乳双歧杆菌V9对头孢曲松钠作用小鼠肠道菌群的变化

2022-12-14熊雪梅李可文陈苗苗文艺冯文祎郑秋生

现代食品科技 2022年11期

熊雪梅，李可文，陈苗苗，文艺，冯文祎，郑秋生*

（1.石河子大学药学院，新疆植物药资源利用教育部重点实验室，新疆石河子 832000）（2.东北农业大学，黑龙江哈尔滨 150030）（3.北京联合大学生物化学工程学院，北京 100023）

头孢曲松钠属于第三代头孢菌素类药物，能够抑制细胞壁的合成发挥抗菌作用[1]，对革兰氏(+)菌、革兰氏(-)菌都能发挥杀菌作用，在临床上可以用于治疗金黄色葡萄球菌、肺炎链球菌、屎肠球菌、大肠埃希菌、产气肠杆菌等敏感菌导致的各种感染[2]。长期使用头孢曲松钠会引起肠道菌群失调、肠道组织病变及脾脏指数降低等[3]。研究结果表明，广谱抗生素可以影响肠道中大约三分之一的细菌类群的丰度，导致分类丰富度、多样性和均匀性迅速而显著地发生变化[4]。肠道菌群平衡是维持人体微生态环境稳定的重要条件，与机体的免疫、代谢等密切相关[5]，其组成和丰度变化可能会造成与肠道菌群改变相关的疾病，如代谢综合征、过敏、Ι 型糖尿病、癌症等[6,7]。

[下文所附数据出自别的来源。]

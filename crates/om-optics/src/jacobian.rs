//! Finite difference Jacobians of maps on phase space.

use nalgebra::{DMatrix, DVector};

use crate::error::OpticsResult;

/// Forward finite differences.
///
/// For each column j, perturbs x[j] by `epsilon * max(|x[j]|, scale)` and
/// computes (f(x+e) - f(x)) / e.
pub fn finite_difference_jacobian<F>(
    x: &DVector<f64>,
    f: F,
    epsilon: f64,
    scale: f64,
) -> OpticsResult<DMatrix<f64>>
where
    F: Fn(&DVector<f64>) -> OpticsResult<DVector<f64>>,
{
    let n = x.len();
    let f_x = f(x)?;
    let m = f_x.len();

    let mut jac = DMatrix::zeros(m, n);

    for j in 0..n {
        let mut x_perturbed = x.clone();
        let dx = epsilon * x[j].abs().max(scale);
        x_perturbed[j] += dx;

        let f_perturbed = f(&x_perturbed)?;
        let df = (f_perturbed - &f_x) / dx;
        jac.set_column(j, &df);
    }

    Ok(jac)
}

/// Central finite differences with absolute step `step`.
pub fn central_difference_jacobian<F>(
    x: &DVector<f64>,
    f: F,
    step: f64,
) -> OpticsResult<DMatrix<f64>>
where
    F: Fn(&DVector<f64>) -> OpticsResult<DVector<f64>>,
{
    let n = x.len();
    let mut jac = DMatrix::zeros(n, n);

    for j in 0..n {
        let mut x_plus = x.clone();
        x_plus[j] += step;
        let f_plus = f(&x_plus)?;

        let mut x_minus = x.clone();
        x_minus[j] -= step;
        let f_minus = f(&x_minus)?;

        let df = (f_plus - f_minus) / (2.0 * step);
        if df.len() != n {
            return Err(crate::error::OpticsError::invalid(
                "central difference map must be square",
            ));
        }
        jac.set_column(j, &df);
    }

    Ok(jac)
}
use clap::{Parser, Subcommand};
use om_app::{
    AppError, AppResult, RunMode, RunOptions, RunProgressEvent, RunRequest, RunStage,
    RunTimingSummary, project_service, query, run_service,
};
use om_results::RunReport;
use std::io::{self, Write};
use std::path::{Path, PathBuf};
use std::time::Instant;

#[derive(Parser)]
#[command(name = "optim")]
#[command(about = "OptiM - linear and nonlinear beam optics", long_about = None)]
struct Cli {
    /// Print per-stage wall times to stderr
    #[arg(long, global = true)]
    timing: bool,

    #[command(subcommand)]
    command: Commands,
}

#[derive(Subcommand)]
enum Commands {
    /// Validate project file syntax, references and element parameters
    Validate {
        /// Path to the project YAML file
        project_path: PathBuf,
    },
    /// List beamlines in a project
    Beamlines {
        /// Path to the project YAML file
        project_path: PathBuf,
    },
    /// Run a computation
    #[command(subcommand)]
    Run(RunCommands),
    /// List cached runs for a project
    Runs {
        /// Path to the project YAML file
        project_path: PathBuf,
        /// Only list runs of this beamline
        beamline_id: Option<String>,
    },
    /// Show details of a cached run
    ShowRun {
        /// Path to the project YAML file
        project_path: PathBuf,
        /// Run ID to display
        run_id: String,
    },
    /// Export a series from a run as CSV
    ExportSeries {
        /// Path to the project YAML file
        project_path: PathBuf,
        /// Run ID
        run_id: String,
        /// Variable name (e.g., beta_x, disp_x, sigma_y, or x, px, y, py, z, delta for tracks)
        variable: String,
        /// Particle index for tracking runs
        #[arg(long, default_value_t = 0)]
        particle: usize,
        /// Output CSV file path (optional, defaults to stdout)
        #[arg(short, long)]
        output: Option<PathBuf>,
    },
}

#[derive(Subcommand)]
enum RunCommands {
    /// Closed orbit, periodic Twiss functions, tunes and chromaticity
    Twiss {
        /// Path to the project YAML file
        project_path: PathBuf,
        /// Beamline ID to solve
        beamline_id: String,
        /// Skip cache and force re-run
        #[arg(long)]
        no_cache: bool,
    },
    /// Second-moment envelope, optionally with space charge
    Envelope {
        /// Path to the project YAML file
        project_path: PathBuf,
        /// Beamline ID to propagate through
        beamline_id: String,
        /// Skip cache and force re-run
        #[arg(long)]
        no_cache: bool,
    },
    /// Turn-by-turn particle tracking
    Track {
        /// Path to the project YAML file
        project_path: PathBuf,
        /// Beamline ID to track through
        beamline_id: String,
        /// Number of turns (defaults to the beamline's tracking settings)
        #[arg(long)]
        turns: Option<usize>,
        /// Skip cache and force re-run
        #[arg(long)]
        no_cache: bool,
    },
}

fn main() -> AppResult<()> {
    // Initialize tracing
    tracing_subscriber::fmt::init();

    let cli = Cli::parse();
    if cli.timing {
        om_core::timing::enable_timing();
    }

    match cli.command {
        Commands::Validate { project_path } => cmd_validate(&project_path),
        Commands::Beamlines { project_path } => cmd_beamlines(&project_path),
        Commands::Run(run_cmd) => {
            let (project_path, beamline_id, mode, no_cache) = match run_cmd {
                RunCommands::Twiss {
                    project_path,
                    beamline_id,
                    no_cache,
                } => (project_path, beamline_id, RunMode::Twiss, no_cache),
                RunCommands::Envelope {
                    project_path,
                    beamline_id,
                    no_cache,
                } => (project_path, beamline_id, RunMode::Envelope, no_cache),
                RunCommands::Track {
                    project_path,
                    beamline_id,
                    turns,
                    no_cache,
                } => (project_path, beamline_id, RunMode::Track { turns }, no_cache),
            };
            cmd_run(&project_path, &beamline_id, mode, !no_cache)
        }
        Commands::Runs {
            project_path,
            beamline_id,
        } => cmd_runs(&project_path, beamline_id.as_deref()),
        Commands::ShowRun {
            project_path,
            run_id,
        } => cmd_show_run(&project_path, &run_id),
        Commands::ExportSeries {
            project_path,
            run_id,
            variable,
            particle,
            output,
        } => cmd_export_series(&project_path, &run_id, &variable, particle, output.as_deref()),
    }
}

fn cmd_validate(project_path: &Path) -> AppResult<()> {
    println!("Validating project: {}", project_path.display());
    let project = project_service::load_project(project_path)?;
    project_service::validate_project(&project)?;
    println!("✓ Project is valid");
    Ok(())
}

fn cmd_beamlines(project_path: &Path) -> AppResult<()> {
    let project = project_service::load_project(project_path)?;
    let beamlines = project_service::list_beamlines(&project);

    if beamlines.is_empty() {
        println!("No beamlines found in project");
    } else {
        println!("Beamlines in project:");
        for bl in beamlines {
            println!(
                "  {} - {} ({:?}, {} elements, {:.3} m)",
                bl.id, bl.name, bl.topology, bl.element_count, bl.length_m
            );
        }
    }
    Ok(())
}

fn mode_label(mode: &RunMode) -> &'static str {
    match mode {
        RunMode::Twiss => "optics",
        RunMode::Envelope => "envelope",
        RunMode::Track { .. } => "tracking",
    }
}

fn cmd_run(project_path: &Path, beamline_id: &str, mode: RunMode, use_cache: bool) -> AppResult<()> {
    println!("Running {} for beamline: {}", mode_label(&mode), beamline_id);

    let request = RunRequest {
        project_path,
        beamline_id,
        mode,
        options: RunOptions {
            use_cache,
            ..RunOptions::default()
        },
    };

    let mut last_emit = Instant::now();
    let mut last_stage = String::new();
    let result = run_service::ensure_run_with_progress(
        &request,
        Some(&mut |event| {
            let stage_key = format!("{:?}", event.stage);
            let emit_now = stage_key != last_stage || last_emit.elapsed().as_millis() >= 100;
            if emit_now {
                render_cli_progress(&event);
                last_stage = stage_key;
                last_emit = Instant::now();
            }
        }),
    );
    clear_progress_line();

    let response = match result {
        Ok(response) => response,
        Err(err) if err.is_unstable_lattice() => {
            eprintln!("✗ Lattice has no stable periodic solution");
            return Err(err);
        }
        Err(err) => return Err(err),
    };

    if response.loaded_from_cache {
        println!("✓ Loaded from cache: {}", response.run_id);
    } else {
        println!("✓ Run completed: {}", response.run_id);
    }

    print_timing_summary(&request.mode, &response.timing);
    print_summary(&response.report)
}

fn clear_progress_line() {
    print!("\r{}\r", " ".repeat(120));
    let _ = io::stdout().flush();
}

fn render_cli_progress(event: &RunProgressEvent) {
    let spinner = ['|', '/', '-', '\\'];
    let spin_idx = ((event.elapsed_wall_s * 10.0) as usize) % spinner.len();
    let mut line = format!(
        "\r{} {}  elapsed={:.2}s",
        spinner[spin_idx],
        event.stage.label(),
        event.elapsed_wall_s
    );
    if let Some(it) = &event.iteration {
        if let Some(stage) = &it.stage {
            line.push_str(&format!("  step={stage}"));
        }
        if let Some(iter) = it.iteration {
            line.push_str(&format!("  iter={iter}"));
        }
        if let Some(residual) = it.residual {
            line.push_str(&format!("  residual={residual:.3e}"));
        }
    }
    if let Some(msg) = &event.message {
        line.push_str(&format!("  {msg}"));
    }
    if event.stage != RunStage::Completed {
        print!("{line}");
        let _ = io::stdout().flush();
    }
}

fn print_timing_summary(mode: &RunMode, timing: &RunTimingSummary) {
    let total = timing.total_time_s.max(1.0e-12);
    let compile_pct = 100.0 * timing.compile_time_s / total;
    let solve_pct = 100.0 * timing.solve_time_s / total;
    let save_pct = 100.0 * timing.save_time_s / total;

    println!("\nTiming summary:");
    println!(
        "  Compile: {:.3}s ({:.1}%)",
        timing.compile_time_s, compile_pct
    );
    println!("  Solve:   {:.3}s ({:.1}%)", timing.solve_time_s, solve_pct);
    println!("  Save:    {:.3}s ({:.1}%)", timing.save_time_s, save_pct);
    if timing.load_cache_time_s > 0.0 {
        println!("  Cache load: {:.3}s", timing.load_cache_time_s);
    }
    println!("  Total:   {:.3}s", timing.total_time_s);

    match mode {
        RunMode::Twiss if timing.iterations > 0 => {
            println!("  Closed-orbit iterations: {}", timing.iterations);
            println!("  Final residual: {:.3e}", timing.residual);
        }
        RunMode::Envelope if timing.iterations > 0 => {
            println!("  Space-charge iterations: {}", timing.iterations);
            println!("  Final residual: {:.3e}", timing.residual);
        }
        _ => {}
    }
}

fn print_summary(report: &RunReport) -> AppResult<()> {
    let summary = query::get_run_summary(report)?;
    println!("\nRun Summary ({}):", summary.kind);
    println!("  Records: {}", summary.record_count);
    if summary.s_range.1 > summary.s_range.0 {
        println!(
            "  s range: {:.3} - {:.3} m",
            summary.s_range.0, summary.s_range.1
        );
    }
    for (key, value) in &summary.figures {
        println!("  {key}: {value}");
    }
    Ok(())
}

fn cmd_runs(project_path: &Path, beamline_id: Option<&str>) -> AppResult<()> {
    let runs = run_service::list_runs(project_path, beamline_id)?;

    if runs.is_empty() {
        println!("No cached runs found");
    } else {
        println!("Cached runs:");
        for manifest in runs {
            println!(
                "  {} {:<8} {} ({})",
                manifest.run_id,
                manifest.run_type.label(),
                manifest.beamline_id,
                manifest.timestamp
            );
        }
    }
    Ok(())
}

fn cmd_show_run(project_path: &Path, run_id: &str) -> AppResult<()> {
    println!("Loading run: {}", run_id);

    let (manifest, report) = run_service::load_run(project_path, run_id)?;
    println!("  Beamline: {}", manifest.beamline_id);
    println!("  Created:  {}", manifest.timestamp);
    println!("  Solver:   {}", manifest.solver_version);
    print_summary(&report)?;

    match &report {
        RunReport::Twiss(r) => {
            println!(
                "\n{:<12} {:>9} {:>10} {:>8} {:>10} {:>8} {:>9}",
                "element", "s [m]", "beta_x", "alpha_x", "beta_y", "alpha_y", "D_x"
            );
            for t in &r.records {
                println!(
                    "{:<12} {:>9.4} {:>10.4} {:>8.4} {:>10.4} {:>8.4} {:>9.4}",
                    t.element, t.s_m, t.beta_x_m, t.alpha_x, t.beta_y_m, t.alpha_y, t.disp_x_m
                );
            }
        }
        RunReport::Envelope(r) => {
            println!(
                "\n{:<12} {:>9} {:>12} {:>12} {:>12} {:>12}",
                "element", "s [m]", "sigma_x[mm]", "sigma_y[mm]", "eps_x", "eps_y"
            );
            for e in &r.records {
                println!(
                    "{:<12} {:>9.4} {:>12.4} {:>12.4} {:>12.4e} {:>12.4e}",
                    e.element,
                    e.s_m,
                    e.sigma_x_m * 1e3,
                    e.sigma_y_m * 1e3,
                    e.emittance_x_m,
                    e.emittance_y_m
                );
            }
        }
        RunReport::Track(r) => {
            println!("\nLost particles:");
            let mut any = false;
            for p in r.particles.iter().filter(|p| !p.alive) {
                any = true;
                println!(
                    "  #{} at {} (index {}) turn {}: {}",
                    p.index,
                    p.lost_element.as_deref().unwrap_or("?"),
                    p.lost_element_index.map_or_else(|| "?".to_string(), |i| i.to_string()),
                    p.lost_turn.map_or_else(|| "?".to_string(), |t| t.to_string()),
                    p.loss_reason.as_deref().unwrap_or("unknown")
                );
            }
            if !any {
                println!("  none");
            }
        }
    }

    Ok(())
}

fn coordinate_index(variable: &str) -> Option<usize> {
    ["x", "px", "y", "py", "z", "delta"]
        .iter()
        .position(|c| *c == variable)
}

fn cmd_export_series(
    project_path: &Path,
    run_id: &str,
    variable: &str,
    particle: usize,
    output: Option<&Path>,
) -> AppResult<()> {
    let (_manifest, report) = run_service::load_run(project_path, run_id)?;

    let (header, rows): (&str, Vec<String>) = match &report {
        RunReport::Twiss(r) => (
            "s_m,value",
            query::extract_twiss_series(r, variable)?
                .iter()
                .map(|(s, v)| format!("{s},{v}"))
                .collect(),
        ),
        RunReport::Envelope(r) => (
            "s_m,value",
            query::extract_envelope_series(r, variable)?
                .iter()
                .map(|(s, v)| format!("{s},{v}"))
                .collect(),
        ),
        RunReport::Track(r) => {
            let coordinate = coordinate_index(variable).ok_or_else(|| {
                AppError::InvalidInput(format!("Unknown coordinate: {variable}"))
            })?;
            (
                "turn,value",
                query::particle_series(r, particle, coordinate)?
                    .iter()
                    .map(|(turn, v)| format!("{turn},{v}"))
                    .collect(),
            )
        }
    };

    // Build CSV
    let mut csv = format!("{header}\n");
    for row in &rows {
        csv.push_str(row);
        csv.push('\n');
    }

    // Write to file or stdout
    if let Some(path) = output {
        std::fs::write(path, csv)?;
        println!("✓ Exported {} data points to {}", rows.len(), path.display());
    } else {
        print!("{csv}");
    }

    Ok(())
}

通过补充益生菌能够对抗生素造成的肠道微生物紊乱起到一定的调节作用[8]。蒋丰岭等[9]研究证明益生菌复合制剂的使用可通过增加双歧杆菌、减少某些致病菌的方式一定程度上改善头孢曲松导致的菌群紊乱。陈大卫等[10]研究证实混合乳酸菌能够混合乳酸菌菌悬液及其发酵乳可以改善由盐酸林可霉素诱导的小鼠肠道菌群紊乱。根据2002年世界卫生组织的定义，益生菌是给予适量的时候能够对宿主健康有积极影响的活的微生物[11]。在临床实践中，最常用的益生菌是乳酸菌属、双歧杆菌属、链球菌属以及酵母菌属，而人类正常的胃肠道菌群主要有乳杆菌属、双歧杆菌属等[12]。益生菌调节和重建宿主肠道微生物群的功效已得到公认，如加强肠道屏障、抑制肠道黏膜炎症等[13]。一些报道证实了益生菌在各种疾中的临床有效性，包括急性胃肠道感染和炎症性肠病[14,15]，以及调节抗生素导致的肠道内菌群失调来增强机体的免疫力。乳双歧杆菌 V9（Bifidobacterium lactisV9）是从蒙古族健康儿童肠道中分离得到的一株益生菌，是动物双歧杆菌乳亚种，对人工胃液，肠液以及胆盐有良好的耐受性，具有调节肠道菌群平衡、抗炎、防止腹泻、增强免疫的功能[16,17]。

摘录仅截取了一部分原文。